No, I don't have a code reader... that's why I"m replacing 3 of the parts...


----------



## wawoola (May 11, 2006)

Check your spark plug cables, perhaps the problem could be there. At home we have to E30 318is and both had the same problem. The check engine lights came on because the car was running way to rich, code 1222. I tought there was related to the ICV, O2 Sensor, or MAF, but later we discovered that the spark plug cables were to blame. You should test it with some friends cables and see it for yourself. I did that with another 318is from a friend, and the problem went away.

Hope it helps


----------



## bimmere46 (Jul 18, 2005)

rangelo said:


> No, I don't have a code reader... that's why I"m replacing 3 of the parts...

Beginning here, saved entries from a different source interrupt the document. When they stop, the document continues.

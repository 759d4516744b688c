#![forbid(unsafe_code)]

//! The render pass.
//!
//! One frame: `update` hooks fire bottom-up, layout runs, the screen
//! fills with the active menu's (else the global) background, and the
//! top-level widgets paint in *reverse* insertion order so the first
//! declared ends up on top. Each widget resolves its inherited color
//! right before painting; a widget with a sentinel background simply
//! paints its content over whatever is already in the buffer, which is
//! all the transparency this model needs.

use vintui_core::Rect;
use vintui_render::{draw_border, draw_shadow, Buffer, BorderGlyphs, Cell};
use vintui_style::{Color, ColorPair};
use vintui_text::{line_widths, wrap_height, AnsiCode, AnsiScanner, AnsiToken};

use crate::tree::{Cursor, Tui};
use crate::widget::{BorderDepth, WidgetId, WidgetKind};

impl Tui {
    /// Produce one frame into `buffer`.
    ///
    /// The buffer is resized to the root's size if it differs. Rendering
    /// is idempotent: absent intervening mutation, repeated calls produce
    /// identical buffers.
    pub fn render_frame(&mut self, buffer: &mut Buffer) {
        self.cursor = Cursor::default();

        for id in self.windows.clone() {
            update_walk(self, id);
        }

        for id in self.active_menu_windows() {
            update_walk(self, id);
        }

        self.relayout();

        if buffer.width() != self.size.w || buffer.height() != self.size.h {
            buffer.resize(self.size.w, self.size.h);
        }

        let fill_color = match self.menu {
            Some(menu_id) => {
                let resolved = self
                    .menu(menu_id)
                    .map(|menu| menu.color.inherit(self.color))
                    .unwrap_or(self.color);

                if let Some(menu) = self.menu_mut(menu_id) {
                    menu.frame_color = resolved;
                }

                resolved
            }
            None => self.color,
        };

        let fill_pair = self.pairs.intern(fill_color);
        buffer.fill(Cell::blank(fill_pair));

        let windows = self.windows.clone();
        for id in windows.iter().rev() {
            if self.widget(*id).is_some_and(|w| w.frame.visible) {
                render_widget(self, buffer, *id);
            }
        }

        let menu_windows = self.active_menu_windows();
        for id in menu_windows.iter().rev() {
            if self.widget(*id).is_some_and(|w| w.frame.visible) {
                render_widget(self, buffer, *id);
            }
        }
    }
}

/// Fire `update` hooks bottom-up: children before their parent.
fn update_walk(tui: &mut Tui, id: WidgetId) {
    for child in tui.children_of(id) {
        update_walk(tui, child);
    }

    tui.fire_widget_hook(id, |hooks| &mut hooks.update);
}

fn render_widget(tui: &mut Tui, buffer: &mut Buffer, id: WidgetId) {
    tui.fire_widget_hook(id, |hooks| &mut hooks.render);

    let Some(widget) = tui.widget(id) else {
        return;
    };

    // Resolve the inherited color: nearest ancestor's resolved color,
    // else the active menu's, else the root's.
    let fallback = match widget.parent {
        Some(parent) => tui
            .widget(parent)
            .map(|p| p.frame.color)
            .unwrap_or(tui.color),
        None => match tui.menu.and_then(|m| tui.menu(m)) {
            Some(menu) => menu.frame_color,
            None => tui.color,
        },
    };

    let declared = widget.color;
    let resolved = declared.inherit(fallback);

    if let Some(widget) = tui.widget_mut(id) {
        widget.frame.color = resolved;
    }

    enum Tag {
        Parent,
        Text,
        Grid,
    }

    let tag = match tui.widget(id) {
        Some(widget) => match &widget.kind {
            WidgetKind::Parent(_) => Tag::Parent,
            WidgetKind::Text(_) => Tag::Text,
            WidgetKind::Grid(_) => Tag::Grid,
        },
        None => return,
    };

    match tag {
        Tag::Parent => render_parent(tui, buffer, id, declared, resolved),
        Tag::Text => render_text(tui, buffer, id, declared, resolved),
        Tag::Grid => render_grid(tui, buffer, id, declared, resolved),
    }
}

fn render_parent(
    tui: &mut Tui,
    buffer: &mut Buffer,
    id: WidgetId,
    declared: ColorPair,
    resolved: ColorPair,
) {
    let Some(widget) = tui.widget(id) else {
        return;
    };

    let rect = widget.frame.rect;

    let Some(parent) = widget.as_parent() else {
        return;
    };

    let border = parent.border;
    let has_shadow = parent.has_shadow;

    // Fill the rect minus the shadow band.
    if !declared.bg.is_none() {
        let shadow_w = 2 * i32::from(has_shadow);
        let shadow_h = i32::from(has_shadow);

        let pair = tui.pairs.intern(resolved);
        buffer.fill_rect(
            Rect::new(rect.x, rect.y, rect.w - shadow_w, rect.h - shadow_h),
            Cell::blank(pair),
        );
    }

    if border.is_active {
        let border_color = border.color.inherit(resolved);

        if border_color.has_color() {
            let (mut one, mut two) = (border_color, border_color);

            match border.depth {
                BorderDepth::Low => {
                    one.fg = Color::Black;
                    two.fg = Color::White;
                }
                BorderDepth::High => {
                    one.fg = Color::White;
                    two.fg = Color::Black;
                }
                BorderDepth::None => {}
            }

            let upper_left = tui.pairs.intern(one);
            let lower_right = tui.pairs.intern(two);

            draw_border(
                buffer,
                rect,
                BorderGlyphs::SQUARE,
                upper_left,
                lower_right,
                has_shadow,
            );
        }
    }

    if has_shadow {
        let pair = tui
            .pairs
            .intern(ColorPair::new(Color::None, Color::Black));
        draw_shadow(buffer, rect, pair);
    }

    for child in tui.children_of(id) {
        if tui.widget(child).is_some_and(|w| w.frame.visible) {
            render_widget(tui, buffer, child);
        }
    }
}

fn render_text(
    tui: &mut Tui,
    buffer: &mut Buffer,
    id: WidgetId,
    declared: ColorPair,
    resolved: ColorPair,
) {
    let Some(widget) = tui.widget(id) else {
        return;
    };

    let rect = widget.frame.rect;

    let Some(text) = widget.as_text() else {
        return;
    };

    let raw = text.string().to_owned();
    let stripped = text.text().to_owned();
    let is_secret = text.is_secret;
    let pos = text.pos;
    let align = text.align;

    if !declared.bg.is_none() {
        let pair = tui.pairs.intern(resolved);
        buffer.fill_rect(rect, Cell::blank(pair));
    }

    let Some(h) = wrap_height(&stripped, rect.w) else {
        return;
    };

    if h <= 0 {
        return;
    }

    let ws = line_widths(&stripped, h);

    let mut color = resolved;

    let mut x = 0;
    let mut y = 0usize;

    let y_shift = pos.offset(rect.h, h);

    for token in AnsiScanner::new(&raw) {
        let w = ws.get(y).copied().unwrap_or(0);

        let x_shift = ((align as i32) * (rect.w - w) / 2).max(0);

        match token {
            AnsiToken::Escape(AnsiCode::Reset) => color = resolved,
            AnsiToken::Escape(AnsiCode::Cursor) => {
                // Only the focused widget may park the cursor.
                if tui.focus == Some(id) {
                    tui.cursor = Cursor {
                        x: rect.x + x + x_shift,
                        y: rect.y + y as i32 + y_shift,
                        is_active: true,
                    };
                }
            }
            AnsiToken::Escape(AnsiCode::Fg(value)) => {
                color.fg = Color::from_u8(value).unwrap_or(Color::None);
            }
            AnsiToken::Escape(AnsiCode::Bg(value)) => {
                color.bg = Color::from_u8(value).unwrap_or(Color::None);
            }
            AnsiToken::Escape(AnsiCode::Other(_)) => {}
            AnsiToken::Char(letter) => {
                if x >= w {
                    x = 0;
                    y += 1;
                } else {
                    if (y as i32 + y_shift) < rect.h && (x + x_shift) < rect.w {
                        let symbol = if is_secret { '*' } else { letter };
                        let pair = tui.pairs.intern(color);

                        buffer.set(
                            rect.x + x_shift + x,
                            rect.y + y_shift + y as i32,
                            Cell::new(symbol, pair),
                        );
                    }

                    x += 1;
                }
            }
        }
    }
}

fn render_grid(
    tui: &mut Tui,
    buffer: &mut Buffer,
    id: WidgetId,
    declared: ColorPair,
    resolved: ColorPair,
) {
    let Some(widget) = tui.widget(id) else {
        return;
    };

    let rect = widget.frame.rect;

    let Some(grid) = widget.as_grid() else {
        return;
    };

    let size = grid.resolved_size();
    let squares = grid.squares.clone();

    if !declared.bg.is_none() {
        let pair = tui.pairs.intern(resolved);
        buffer.fill_rect(rect, Cell::blank(pair));
    }

    // Center the logical grid within the widget rect.
    let x_shift = ((rect.w - size.w) / 2).max(0);
    let y_shift = ((rect.h - size.h) / 2).max(0);

    for y in 0..size.h {
        for x in 0..size.w {
            if x_shift + x >= rect.w || y_shift + y >= rect.h {
                continue;
            }

            let square = squares[(y * size.w + x) as usize];

            let symbol = square.symbol.unwrap_or(' ');
            let color = square.color.inherit(resolved);
            let pair = tui.pairs.intern(color);

            buffer.set(
                rect.x + x_shift + x,
                rect.y + y_shift + y,
                Cell::new(symbol, pair),
            );
        }
    }
}
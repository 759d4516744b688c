#![forbid(unsafe_code)]

//! Error type for fallible toolkit operations.
//!
//! The toolkit rarely errors: impossible geometry hides widgets instead of
//! failing, and bad lookups return `None`. What remains is terminal I/O
//! and a handful of hard argument errors.

use std::fmt;
use std::io;

/// Failures surfaced by creation and the main loop.
#[derive(Debug)]
pub enum Error {
    /// The terminal backend failed.
    Backend(io::Error),
    /// A grid was created or resized with a non-positive dimension.
    InvalidGridSize,
}

impl fmt::Display for Error {
    fn fmt(&self, f: &mut fmt::Formatter<'_>) -> fmt::Result {
        match self {
            Self::Backend(err) => write!(f, "terminal backend error: {err}"),
            Self::InvalidGridSize => write!(f, "grid dimensions must be positive"),
        }
    }
}

impl std::error::Error for Error {
    fn source(&self) -> Option<&(dyn std::error::Error + 'static)> {
        match self {
            Self::Backend(err) => Some(err),
            Self::InvalidGridSize => None,
        }
    }
}

impl From<io::Error> for Error {
    fn from(err: io::Error) -> Self {
        Self::Backend(err)
    }
}
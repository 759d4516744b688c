#![forbid(unsafe_code)]

//! Key dispatch.
//!
//! A key bubbles: the focused widget sees it first, then each ancestor in
//! turn, then the active menu, then the root. The first hook returning
//! `true` consumes it.

use vintui_core::KeyEvent;

use crate::tree::Tui;

impl Tui {
    /// Offer a key along the focus chain.
    ///
    /// Returns whether anything consumed it.
    pub fn dispatch_key(&mut self, key: KeyEvent) -> bool {
        vintui_core::trace!(?key, focus = ?self.focus, "dispatch");

        let mut current = self.focus;

        while let Some(id) = current {
            if self.fire_widget_key(id, key) {
                return true;
            }

            current = self.widget(id).and_then(|w| w.parent);
        }

        if let Some(menu) = self.menu {
            if self.fire_menu_key(menu, key) {
                return true;
            }
        }

        self.fire_tui_key(key)
    }
}
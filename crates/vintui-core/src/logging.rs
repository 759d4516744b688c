#![forbid(unsafe_code)]

//! Logging and tracing support.
//!
//! This module re-exports the tracing macros when the `tracing` feature is
//! enabled. When the feature is disabled, no-op macros are provided for
//! compatibility so call sites don't need their own `cfg` gates.

#[cfg(feature = "tracing")]
pub use tracing::{debug, trace, warn};

// When tracing is not enabled, provide no-op macros
#[cfg(not(feature = "tracing"))]
mod noop_macros {
    /// No-op debug macro when tracing is disabled.
    #[macro_export]
    macro_rules! debug {
        ($($arg:tt)*) => {};
    }

    /// No-op trace macro when tracing is disabled.
    #[macro_export]
    macro_rules! trace {
        ($($arg:tt)*) => {};
    }

    /// No-op warn macro when tracing is disabled.
    #[macro_export]
    macro_rules! warn {
        ($($arg:tt)*) => {};
    }
}
impl Tui {
    /// Create a root from its options and fire its `init` hook.
    #[must_use]
    pub fn new(config: TuiConfig) -> Self {
        let mut tui = Self {
            color: config.color,
            size: Size::default(),
            arena: Vec::new(),
            menus: Vec::new(),
            windows: Vec::new(),
            menu: None,
            focus: None,
            cursor: Cursor::default(),
            hooks: config.hooks,
            running: false,
            pairs: PairCache::new(CACHE_SIZE),
        };

        if let Some(mut hook) = tui.hooks.init.take() {
            hook(&mut tui);
            if tui.hooks.init.is_none() {
                tui.hooks.init = Some(hook);
            }
        }

        tui
    }

    /// The terminal size layout works against.
    #[must_use]
    pub fn size(&self) -> Size {
        self.size
    }

    /// Set the terminal size layout works against.
    ///
    /// The main loop does this from resize events; headless users (tests,
    /// snapshot rendering) call it directly.
    pub fn set_size(&mut self, size: Size) {
        self.size = size;
    }

    /// The widget stored under `id`.
    #[must_use]
    pub fn widget(&self, id: WidgetId) -> Option<&Widget> {
        self.arena.get(id.index())
    }

    /// Mutable widget access.
    #[must_use]
    pub fn widget_mut(&mut self, id: WidgetId) -> Option<&mut Widget> {
        self.arena.get_mut(id.index())
    }

    /// Top-level widgets outside any menu, in insertion order.
    #[must_use]
    pub fn windows(&self) -> &[WidgetId] {
        &self.windows
    }

    /// The menu stored under `id`.
    #[must_use]
    pub fn menu(&self, id: MenuId) -> Option<&Menu> {
        self.menus.get(id.index())
    }

    /// Mutable menu access.
    #[must_use]
    pub fn menu_mut(&mut self, id: MenuId) -> Option<&mut Menu> {
        self.menus.get_mut(id.index())
    }

    /// The currently active menu.
    #[must_use]
    pub fn active_menu(&self) -> Option<MenuId> {
        self.menu
    }

    /// The currently focused widget.
    #[must_use]
    pub fn focus(&self) -> Option<WidgetId> {
        self.focus
    }

    /// The cursor the last render pass armed.
    #[must_use]
    pub fn cursor(&self) -> Cursor {
        self.cursor
    }

    /// The color pairs interned so far.
    #[must_use]
    pub fn pairs(&self) -> &PairCache {
        &self.pairs
    }

    /// Whether the main loop keeps going.
    #[must_use]
    pub fn is_running(&self) -> bool {
        self.running
    }

    /// Ask the main loop to exit after the current dispatch.
    pub fn stop(&mut self) {
        self.running = false;
    }

    /// Create a menu and fire its `init` hook.
    pub fn add_menu(&mut self, config: MenuConfig) -> MenuId {
        let id = MenuId(self.menus.len() as u32);

        self.menus.push(Menu {
            name: config.name,
            color: config.color,
            frame_color: ColorPair::NONE,
            windows: Vec::new(),
            hooks: config.hooks,
        });

        self.fire_menu_hook(id, |hooks| &mut hooks.init);

        id
    }

    /// Create a parent widget at `anchor`.
    ///
    /// Returns `None` when the anchor does not exist or is not a parent.
    pub fn add_parent(&mut self, anchor: Anchor, config: ParentConfig) -> Option<WidgetId> {
        let kind = WidgetKind::Parent(ParentWidget {
            children: Vec::new(),
            is_vertical: config.is_vertical,
            border: config.border,
            has_shadow: config.has_shadow,
            has_padding: config.has_padding,
            has_gap: config.has_gap,
            pos: config.pos,
            align: config.align,
        });

        self.attach(
            anchor,
            kind,
            config.name,
            config.rect,
            config.w_grow,
            config.h_grow,
            config.color,
            config.is_hidden,
            config.is_atomic,
            config.is_interact,
            config.is_contain,
            config.hooks,
            config.data,
        )
    }

    /// Create a text widget at `anchor`.
    pub fn add_text(&mut self, anchor: Anchor, config: TextConfig) -> Option<WidgetId> {
        let kind = WidgetKind::Text(TextWidget::new(
            config.string,
            config.is_secret,
            config.pos,
            config.align,
        ));

        self.attach(
            anchor,
            kind,
            config.name,
            config.rect,
            config.w_grow,
            config.h_grow,
            config.color,
            config.is_hidden,
            config.is_atomic,
            config.is_interact,
            config.is_contain,
            config.hooks,
            config.data,
        )
    }

    /// Create a grid widget at `anchor`.
    ///
    /// Returns `None` for a non-positive grid size, like any other
    /// creation failure.
    pub fn add_grid(&mut self, anchor: Anchor, config: GridConfig) -> Option<WidgetId> {
        let grid = GridWidget::new(config.size).ok()?;

        self.attach(
            anchor,
            WidgetKind::Grid(grid),
            config.name,
            config.rect,
            config.w_grow,
            config.h_grow,
            config.color,
            config.is_hidden,
            config.is_atomic,
            config.is_interact,
            config.is_contain,
            config.hooks,
            config.data,
        )
    }

    /// Move focus to a widget, firing `exit` on the old and `enter` on
    /// the new one. Invisible widgets refuse focus. Focusing a widget
    /// that belongs to a menu makes that menu active.
    pub fn set_focus(&mut self, id: WidgetId) {
        if self.focus == Some(id) {
            return;
        }

        let Some(widget) = self.widget(id) else {
            return;
        };

        if !widget.frame.visible {
            return;
        }

        let last = self.focus;
        self.focus = Some(id);

        if let Some(last) = last {
            self.fire_widget_hook(last, |hooks| &mut hooks.exit);
        }

        self.fire_widget_hook(id, |hooks| &mut hooks.enter);

        if let Some(menu) = self.widget(id).and_then(|w| w.menu) {
            self.menu = Some(menu);
        }
    }

    /// Make a menu active, firing `exit`/`enter` menu hooks.
    ///
    /// When the focused widget belongs to a different menu (or nothing is
    /// focused), focus moves to the menu's first top-level widget.
    pub fn set_menu(&mut self, id: MenuId) {
        if self.menu == Some(id) {
            return;
        }

        if self.menu(id).is_none() {
            return;
        }

        if let Some(old) = self.menu {
            self.fire_menu_hook(old, |hooks| &mut hooks.exit);
        }

        self.menu = Some(id);

        let needs_focus = match self.focus {
            None => true,
            Some(focus) => self
                .widget(focus)
                .and_then(|w| w.menu)
                .is_some_and(|m| m != id),
        };

        if needs_focus {
            if let Some(first) = self.menu(id).and_then(|m| m.windows.first().copied()) {
                self.set_focus(first);
            }
        }

        self.fire_menu_hook(id, |hooks| &mut hooks.enter);
    }

    /// Children of a widget (empty for non-parents).
    pub(crate) fn children_of(&self, id: WidgetId) -> Vec<WidgetId> {
        self.widget(id)
            .and_then(|w| w.as_parent())
            .map(|p| p.children.clone())
            .unwrap_or_default()
    }

    /// Top-level widgets of the active menu (empty without one).
    pub(crate) fn active_menu_windows(&self) -> Vec<WidgetId> {
        self.menu
            .and_then(|id| self.menu(id))
            .map(|menu| menu.windows.clone())
            .unwrap_or_default()
    }

    #[allow(clippy::too_many_arguments)]
    fn attach(
        &mut self,
        anchor: Anchor,
        kind: WidgetKind,
        name: Option<String>,
        rect: Option<vintui_core::Rect>,
        w_grow: bool,
        h_grow: bool,
        color: ColorPair,
        is_hidden: bool,
        is_atomic: bool,
        is_interact: bool,
        is_contain: bool,
        hooks: WidgetHooks,
        data: Option<Box<dyn Any>>,
    ) -> Option<WidgetId> {
        // Validate the anchor before allocating a slot.
        let (parent, menu) = match anchor {
            Anchor::Root => (None, None),
            Anchor::Menu(menu) => {
                self.menu(menu)?;
                (None, Some(menu))
            }
            Anchor::Child(parent) => {
                let widget = self.widget(parent)?;
                widget.as_parent()?;
                (Some(parent), widget.menu)
            }
        };

        let id = WidgetId(self.arena.len() as u32);

        self.arena.push(Widget {
            name,
            rect,
            w_grow,
            h_grow,
            is_atomic,
            is_hidden,
            is_interact,
            is_contain,
            color,
            data,
            kind,
            hooks,
            parent,
            menu,
            frame: FrameState {
                visible: !is_hidden,
                ..FrameState::default()
            },
        });

        match anchor {
            Anchor::Root => self.windows.push(id),
            Anchor::Menu(menu) => self.menus[menu.index()].windows.push(id),
            Anchor::Child(parent) => {
                if let Some(p) = self.widget_mut(parent).and_then(Widget::as_parent_mut) {
                    p.children.push(id);
                }
            }
        }

        self.fire_widget_hook(id, |hooks| &mut hooks.init);

        Some(id)
    }

    pub(crate) fn fire_widget_hook(
        &mut self,
        id: WidgetId,
        pick: fn(&mut WidgetHooks) -> &mut Option<WidgetHook>,
    ) {
        let Some(mut hook) = self.widget_mut(id).and_then(|w| pick(&mut w.hooks).take()) else {
            return;
        };

        hook(self, id);

        // Put the hook back unless the callback installed a replacement.
        if let Some(widget) = self.widget_mut(id) {
            let slot = pick(&mut widget.hooks);
            if slot.is_none() {
                *slot = Some(hook);
            }
        }
    }

    pub(crate) fn fire_widget_key(&mut self, id: WidgetId, key: KeyEvent) -> bool {
        let Some(mut hook) = self.widget_mut(id).and_then(|w| w.hooks.key.take()) else {
            return false;
        };

        let handled = hook(self, id, key);

        if let Some(widget) = self.widget_mut(id) {
            if widget.hooks.key.is_none() {
                widget.hooks.key = Some(hook);
            }
        }

        handled
    }

    pub(crate) fn fire_menu_hook(
        &mut self,
        id: MenuId,
        pick: fn(&mut MenuHooks) -> &mut Option<MenuHook>,
    ) {
        let Some(mut hook) = self.menu_mut(id).and_then(|m| pick(&mut m.hooks).take()) else {
            return;
        };

        hook(self, id);

        if let Some(menu) = self.menu_mut(id) {
            let slot = pick(&mut menu.hooks);
            if slot.is_none() {
                *slot = Some(hook);
            }
        }
    }

    pub(crate) fn fire_menu_key(&mut self, id: MenuId, key: KeyEvent) -> bool {
        let Some(mut hook) = self.menu_mut(id).and_then(|m| m.hooks.key.take()) else {
            return false;
        };

        let handled = hook(self, id, key);

        if let Some(menu) = self.menu_mut(id) {
            if menu.hooks.key.is_none() {
                menu.hooks.key = Some(hook);
            }
        }

        handled
    }

    pub(crate) fn fire_tui_key(&mut self, key: KeyEvent) -> bool {
        let Some(mut hook) = self.hooks.key.take() else {
            return false;
        };

        let handled = hook(self, key);

        if self.hooks.key.is_none() {
            self.hooks.key = Some(hook);
        }

        handled
    }

    fn collect_post_order(&self, id: WidgetId, order: &mut Vec<WidgetId>) {
        for child in self.children_of(id) {
            self.collect_post_order(child, order);
        }

        order.push(id);
    }
}
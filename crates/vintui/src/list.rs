#![forbid(unsafe_code)]

//! Selection over an ordered set of widgets.
//!
//! `List` tracks a selected index over widget ids and moves it with the
//! arrow keys (or Tab/Shift-Tab), skipping items that did not survive
//! layout. It owns no widgets; it is bookkeeping over ids.

use vintui_core::{KeyCode, KeyEvent};

use crate::tree::Tui;
use crate::widget::WidgetId;

/// A navigable selection over widget ids.
pub struct List {
    items: Vec<WidgetId>,
    index: usize,
    is_vertical: bool,
}

impl List {
    /// An empty list; `is_vertical` picks which arrow pair navigates.
    #[must_use]
    pub fn new(is_vertical: bool) -> Self {
        Self {
            items: Vec::new(),
            index: 0,
            is_vertical,
        }
    }

    /// Append an item.
    pub fn add(&mut self, item: WidgetId) {
        self.items.push(item);
    }

    /// The items in order.
    #[must_use]
    pub fn items(&self) -> &[WidgetId] {
        &self.items
    }

    /// The selected index.
    #[must_use]
    pub fn index(&self) -> usize {
        self.index
    }

    /// The selected item, if the list has any.
    #[must_use]
    pub fn selected(&self) -> Option<WidgetId> {
        self.items.get(self.index).copied()
    }

    /// Handle a navigation key, moving the selection over visible items.
    ///
    /// Vertical lists navigate with Up/Down, horizontal with Left/Right;
    /// Tab and Shift-Tab work in both. Returns whether the selection moved.
    pub fn handle_key(&mut self, tui: &Tui, key: KeyEvent) -> bool {
        let (forward, backward) = if self.is_vertical {
            (KeyCode::Down, KeyCode::Up)
        } else {
            (KeyCode::Right, KeyCode::Left)
        };

        if key.code == forward || key.code == KeyCode::Tab {
            self.scroll_forward(tui)
        } else if key.code == backward || key.code == KeyCode::BackTab {
            self.scroll_backward(tui)
        } else {
            false
        }
    }

    /// Move the selection off an invisible item to the nearest visible
    /// one, looking forward first.
    ///
    /// Returns whether the selection moved.
    pub fn reselect_visible(&mut self, tui: &Tui) -> bool {
        let Some(current) = self.selected() else {
            return false;
        };

        if is_visible(tui, current) {
            return false;
        }

        for index in self.index + 1..self.items.len() {
            if is_visible(tui, self.items[index]) {
                self.index = index;
                return true;
            }
        }

        for index in (0..self.index).rev() {
            if is_visible(tui, self.items[index]) {
                self.index = index;
                return true;
            }
        }

        false
    }

    fn scroll_forward(&mut self, tui: &Tui) -> bool {
        for index in self.index + 1..self.items.len() {
            if is_visible(tui, self.items[index]) {
                self.index = index;
                return true;
            }
        }

        false
    }

    fn scroll_backward(&mut self, tui: &Tui) -> bool {
        for index in (0..self.index).rev() {
            if is_visible(tui, self.items[index]) {
                self.index = index;
                return true;
            }
        }

        false
    }
}

fn is_visible(tui: &Tui, id: WidgetId) -> bool {
    tui.widget(id).is_some_and(|w| w.is_visible())
}
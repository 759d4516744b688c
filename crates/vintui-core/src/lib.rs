#![forbid(unsafe_code)]

//! Core: geometry and canonical input types for vintui.

pub mod event;
pub mod geometry;
pub mod logging;

pub use event::{Event, KeyCode, KeyEvent, Modifiers};
pub use geometry::{Rect, Size};

// Re-export tracing macros at crate root for ergonomic use.
#[cfg(feature = "tracing")]
pub use logging::{debug, trace, warn};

uh...a code reader is cheap. why just replace random parts? Sounds like a pricey way to make repairs.


----------



## wawoola (May 11, 2006)

For an E30 you don't need a code reader. You can do it by switching the inginition to the on position, and then fully depressing the accelerator pedal 5 times, the computer will flash the codes through the chek engine light.

Perhaps you can browse or search in the forum for this procedure. It's also useful for E36 but I've read that the timing is a little bit harder.


----------



## bimmere46 (Jul 18, 2005)

wawoola said:


> For an E30 you don't need a code reader. You can do it by switching the inginition to the on position, and then fully depressing the accelerator pedal 5 times, the computer will flash the codes through the chek engine light.
> 
> Perhaps you can browse or search in the forum for this procedure. It's also useful for E36 but I've read that the timing is a little bit harder.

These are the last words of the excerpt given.